(Beginning of PROVIDED DATA)
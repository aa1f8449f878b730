use db_vaccination::catalog::choose;
use db_vaccination::clean::clean_table;
use db_vaccination::coerce::{normalize_str, to_dec, to_int};
use db_vaccination::db::SqlStore;
use db_vaccination::facts::{load_coverage, load_incidence, load_reported_cases, load_schedule};
use db_vaccination::lookup::{build_lookup_maps, KeyPolicy};
use db_vaccination::masters::{upsert_countries, upsert_diseases, upsert_vaccines};
use db_vaccination::sources::read_source;
use polars::prelude::*;
use std::collections::HashSet;
use std::path::Path;

/// In-memory store with the pre-created vaccination schema the pipeline
/// expects to find.
fn demo_store() -> SqlStore {
    let store = SqlStore::open_in_memory().unwrap();
    for sql in [
        "CREATE TABLE countries (id INTEGER PRIMARY KEY AUTOINCREMENT, iso_code TEXT UNIQUE, country_name TEXT, who_region TEXT)",
        "CREATE TABLE diseases (id INTEGER PRIMARY KEY AUTOINCREMENT, disease_code TEXT UNIQUE, disease_description TEXT)",
        "CREATE TABLE vaccines (id INTEGER PRIMARY KEY AUTOINCREMENT, vaccine_code TEXT UNIQUE, vaccine_description TEXT)",
        "CREATE TABLE coverage_data (id INTEGER PRIMARY KEY AUTOINCREMENT, country_id INTEGER, vaccine_id INTEGER, year INTEGER, coverage_category TEXT, coverage_category_description TEXT, target_number INTEGER, doses INTEGER, coverage REAL)",
        "CREATE TABLE incidence_rate_data (id INTEGER PRIMARY KEY AUTOINCREMENT, country_id INTEGER, disease_id INTEGER, year INTEGER, denominator TEXT, incidence_rate REAL)",
        "CREATE TABLE reported_cases_data (id INTEGER PRIMARY KEY AUTOINCREMENT, country_id INTEGER, disease_id INTEGER, year INTEGER, cases INTEGER)",
        "CREATE TABLE vaccine_schedule_data (id INTEGER PRIMARY KEY AUTOINCREMENT, country_id INTEGER, vaccine_id INTEGER, year INTEGER, schedulerounds TEXT, targetpop TEXT, targetpop_description TEXT, geoarea TEXT, ageadministered TEXT, sourcecomment TEXT)",
    ] {
        store.execute_sql(sql).unwrap();
    }
    store
}

#[test]
fn test_choose_first_matching_candidate() {
    let cols: HashSet<String> = ["id", "iso_code", "country_name"]
        .iter()
        .map(|s| s.to_string())
        .collect();
    assert_eq!(choose(&cols, &["ISO_CODE", "iso3"]), Some("iso_code".into()));
    assert_eq!(
        choose(&cols, &["iso3", "country_name"]),
        Some("country_name".into())
    );
    assert_eq!(choose(&cols, &["iso3", "code"]), None);
}

#[test]
fn test_coercions_never_fail() {
    assert_eq!(to_int(&AnyValue::String("12.7")), Some(12));
    assert_eq!(to_int(&AnyValue::String("2020")), Some(2020));
    assert_eq!(to_int(&AnyValue::String("")), None);
    assert_eq!(to_int(&AnyValue::String("abc")), None);
    assert_eq!(to_int(&AnyValue::Null), None);
    assert_eq!(to_int(&AnyValue::Float64(f64::NAN)), None);
    assert_eq!(to_dec(&AnyValue::String("87.5")), Some(87.5));
    assert_eq!(to_dec(&AnyValue::Int64(3)), Some(3.0));
    assert_eq!(normalize_str(&AnyValue::String("  BCG ")), Some("BCG".into()));
    assert_eq!(normalize_str(&AnyValue::String("nan")), None);
    assert_eq!(normalize_str(&AnyValue::String("   ")), None);
    assert_eq!(normalize_str(&AnyValue::Null), None);
}

#[test]
fn test_clean_table_trims_and_dedups() -> Result<(), color_eyre::eyre::Error> {
    let df = df!(
        " ANTIGEN " => [" BCG ", "BCG ", "DTP3"],
        "YEAR" => [2020i64, 2020, 2021],
    )?;
    let cleaned = clean_table(df)?;
    assert!(cleaned.get_column_names_str().contains(&"ANTIGEN"));
    assert_eq!(cleaned.height(), 2);
    let antigens = cleaned.column("ANTIGEN")?.as_materialized_series().clone();
    assert_eq!(antigens.str()?.get(0), Some("BCG"));
    Ok(())
}

#[test]
fn test_read_source_missing_file_is_skipped() {
    assert!(read_source(Path::new("."), "no_such_source.xlsx").is_none());
}

#[test]
fn test_upsert_countries_is_idempotent() -> Result<(), color_eyre::eyre::Error> {
    let store = demo_store();
    let intro = df!(
        "ISO_3_CODE" => ["USA", "USA", "MEX"],
        "COUNTRYNAME" => ["United States", "United States", "Mexico"],
        "WHO_REGION" => ["AMR", "AMR", "AMR"],
    )?;
    assert_eq!(upsert_countries(&store, &intro)?, 2);
    assert_eq!(upsert_countries(&store, &intro)?, 0);
    assert_eq!(store.fetch_scalar("SELECT COUNT(*) FROM countries")?, 2);
    Ok(())
}

#[test]
fn test_upsert_countries_requires_business_key_column() -> Result<(), color_eyre::eyre::Error> {
    let store = SqlStore::open_in_memory()?;
    store.execute_sql("CREATE TABLE countries (id INTEGER PRIMARY KEY, country_name TEXT)")?;
    let intro = df!("ISO_3_CODE" => ["USA"], "COUNTRYNAME" => ["United States"])?;
    assert!(upsert_countries(&store, &intro).is_err());
    Ok(())
}

#[test]
fn test_upsert_diseases_unions_both_sources() -> Result<(), color_eyre::eyre::Error> {
    let store = demo_store();
    let incidence = df!("DISEASE" => ["MEASLES", "POLIO"])?;
    let reported = df!(
        "DISEASE" => ["POLIO", "DIPHTHERIA"],
        "DISEASE_DESCRIPTION" => ["Poliomyelitis", "Diphtheria"],
    )?;
    let inserted = upsert_diseases(&store, Some(&incidence), Some(&reported))?;
    assert_eq!(inserted, 3);
    assert_eq!(store.fetch_scalar("SELECT COUNT(*) FROM diseases")?, 3);
    Ok(())
}

#[test]
fn test_vaccine_key_falls_back_to_description() -> Result<(), color_eyre::eyre::Error> {
    let store = demo_store();
    let coverage = df!(
        "ANTIGEN" => ["BCG", ""],
        "ANTIGEN_DESCRIPTION" => ["Bacille Calmette-Guerin", "Measles-containing"],
    )?;
    assert_eq!(upsert_vaccines(&store, &coverage)?, 2);
    assert_eq!(
        store.fetch_scalar(
            "SELECT COUNT(*) FROM vaccines WHERE vaccine_code = 'Measles-containing'"
        )?,
        1
    );
    Ok(())
}

#[test]
fn test_lookup_key_policy() -> Result<(), color_eyre::eyre::Error> {
    let store = demo_store();
    store.execute_sql("INSERT INTO countries (iso_code, country_name) VALUES ('USA', 'United States')")?;
    // Two codes that collapse onto the same normalized key.
    store.execute_sql("INSERT INTO vaccines (vaccine_code, vaccine_description) VALUES ('bcg', 'one')")?;
    store.execute_sql("INSERT INTO vaccines (vaccine_code, vaccine_description) VALUES ('BCG ', 'two')")?;

    assert!(build_lookup_maps(&store, KeyPolicy::Reject).is_err());

    let first_id = store.fetch_scalar("SELECT id FROM vaccines WHERE vaccine_code = 'bcg'")?;
    let last_id = store.fetch_scalar("SELECT id FROM vaccines WHERE vaccine_code = 'BCG '")?;
    let maps = build_lookup_maps(&store, KeyPolicy::FirstWins)?;
    assert_eq!(maps.vaccine_id(Some("BCG"), None), Some(first_id));
    let maps = build_lookup_maps(&store, KeyPolicy::LastWins)?;
    assert_eq!(maps.vaccine_id(Some("bcg"), None), Some(last_id));
    Ok(())
}

#[test]
fn test_load_coverage_end_to_end() -> Result<(), color_eyre::eyre::Error> {
    let store = demo_store();
    let intro = df!(
        "ISO_3_CODE" => ["USA", "MEX"],
        "COUNTRYNAME" => ["United States", "Mexico"],
        "WHO_REGION" => ["AMR", "AMR"],
    )?;
    upsert_countries(&store, &intro)?;
    let coverage = df!(
        "CODE" => ["USA", "MEX", "ZZZ"],
        "ANTIGEN" => ["BCG", "BCG", "BCG"],
        "ANTIGEN_DESCRIPTION" => ["Bacille Calmette-Guerin", "Bacille Calmette-Guerin", "Bacille Calmette-Guerin"],
        "YEAR" => [2020i64, 2021, 2020],
        "COVERAGE_CATEGORY" => ["OFFICIAL", "OFFICIAL", "OFFICIAL"],
        "TARGET_NUMBER" => [100i64, 200, 300],
        "DOSES" => [90i64, 150, 250],
        "COVERAGE" => [90.0, 75.0, 83.3],
    )?;
    upsert_vaccines(&store, &coverage)?;
    let maps = build_lookup_maps(&store, KeyPolicy::LastWins)?;

    // ZZZ has no matching country, so exactly one row is skipped.
    let report = load_coverage(&store, &coverage, &maps)?;
    assert_eq!(report.inserted, 2);
    assert_eq!(report.skipped, 1);
    assert_eq!(store.fetch_scalar("SELECT COUNT(*) FROM coverage_data")?, 2);

    let usa_id = store.fetch_scalar("SELECT id FROM countries WHERE iso_code = 'USA'")?;
    let usa_year = store.fetch_scalar(&format!(
        "SELECT year FROM coverage_data WHERE country_id = {usa_id}"
    ))?;
    assert_eq!(usa_year, 2020);
    Ok(())
}

#[test]
fn test_load_incidence_coerces_measures() -> Result<(), color_eyre::eyre::Error> {
    let store = demo_store();
    store.execute_sql("INSERT INTO countries (iso_code, country_name) VALUES ('USA', 'United States')")?;
    let incidence = df!(
        "CODE" => ["USA"],
        "DISEASE" => ["MEASLES"],
        "YEAR" => ["2018"],
        "DENOMINATOR" => ["per 1,000,000 total population"],
        "INCIDENCE_RATE" => ["3.5"],
    )?;
    upsert_diseases(&store, Some(&incidence), None)?;
    let maps = build_lookup_maps(&store, KeyPolicy::LastWins)?;

    let report = load_incidence(&store, &incidence, &maps)?;
    assert_eq!(report.inserted, 1);
    // String-typed measures still land as numbers.
    assert_eq!(
        store.fetch_scalar("SELECT year FROM incidence_rate_data")?,
        2018
    );
    assert_eq!(
        store.fetch_scalar("SELECT COUNT(*) FROM incidence_rate_data WHERE incidence_rate = 3.5")?,
        1
    );
    Ok(())
}

#[test]
fn test_reported_cases_skips_unresolved_disease() -> Result<(), color_eyre::eyre::Error> {
    let store = demo_store();
    store.execute_sql("INSERT INTO countries (iso_code, country_name) VALUES ('USA', 'United States')")?;
    let incidence = df!("DISEASE" => ["MEASLES"])?;
    upsert_diseases(&store, Some(&incidence), None)?;
    let maps = build_lookup_maps(&store, KeyPolicy::LastWins)?;

    let reported = df!(
        "CODE" => ["USA", "USA"],
        "DISEASE" => ["MEASLES", "UNKNOWN"],
        "YEAR" => [2019i64, 2019],
        "CASES" => [12i64, 5],
    )?;
    let report = load_reported_cases(&store, &reported, &maps)?;
    assert_eq!(report.inserted, 1);
    assert_eq!(report.skipped, 1);
    assert_eq!(
        store.fetch_scalar("SELECT cases FROM reported_cases_data")?,
        12
    );
    Ok(())
}

#[test]
fn test_schedule_resolves_vaccine_by_description() -> Result<(), color_eyre::eyre::Error> {
    let store = demo_store();
    store.execute_sql("INSERT INTO countries (iso_code, country_name) VALUES ('USA', 'United States')")?;
    let coverage = df!(
        "ANTIGEN" => ["BCG"],
        "ANTIGEN_DESCRIPTION" => ["Bacille Calmette-Guerin"],
    )?;
    upsert_vaccines(&store, &coverage)?;
    let maps = build_lookup_maps(&store, KeyPolicy::LastWins)?;

    // No vaccine code in the schedule row; resolution goes through the
    // display-name map.
    let schedule = df!(
        "ISO_3_CODE" => ["USA"],
        "VACCINECODE" => [""],
        "VACCINE_DESCRIPTION" => ["Bacille Calmette-Guerin"],
        "YEAR" => [2022i64],
        "SCHEDULEROUNDS" => ["1"],
        "TARGETPOP" => ["infants"],
        "GEOAREA" => ["NATIONAL"],
    )?;
    let report = load_schedule(&store, &schedule, &maps)?;
    assert_eq!(report.inserted, 1);
    assert_eq!(report.skipped, 0);
    assert_eq!(
        store.fetch_scalar("SELECT COUNT(*) FROM vaccine_schedule_data WHERE vaccine_id IS NOT NULL")?,
        1
    );
    Ok(())
}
(End of PROVIDED DATA)
● **TASK INSTRUCTIONS**: Copy exactly the lines that run from the first line of the data to the line containing "TABLE vaccines (id", please, with both ends included and nothing else.

● **TASK ANSWER**:
repository aa1f8449f878b730
use db_vaccination::catalog::choose;
use db_vaccination::clean::clean_table;
use db_vaccination::coerce::{normalize_str, to_dec, to_int};
use db_vaccination::db::SqlStore;
use db_vaccination::facts::{load_coverage, load_incidence, load_reported_cases, load_schedule};
use db_vaccination::lookup::{build_lookup_maps, KeyPolicy};
use db_vaccination::masters::{upsert_countries, upsert_diseases, upsert_vaccines};
use db_vaccination::sources::read_source;
use polars::prelude::*;
use std::collections::HashSet;
use std::path::Path;

/// In-memory store with the pre-created vaccination schema the pipeline
/// expects to find.
fn demo_store() -> SqlStore {
    let store = SqlStore::open_in_memory().unwrap();
    for sql in [
        "CREATE TABLE countries (id INTEGER PRIMARY KEY AUTOINCREMENT, iso_code TEXT UNIQUE, country_name TEXT, who_region TEXT)",
        "CREATE TABLE diseases (id INTEGER PRIMARY KEY AUTOINCREMENT, disease_code TEXT UNIQUE, disease_description TEXT)",
        "CREATE TABLE vaccines (id INTEGER PRIMARY KEY AUTOINCREMENT, vaccine_code TEXT UNIQUE, vaccine_description TEXT)",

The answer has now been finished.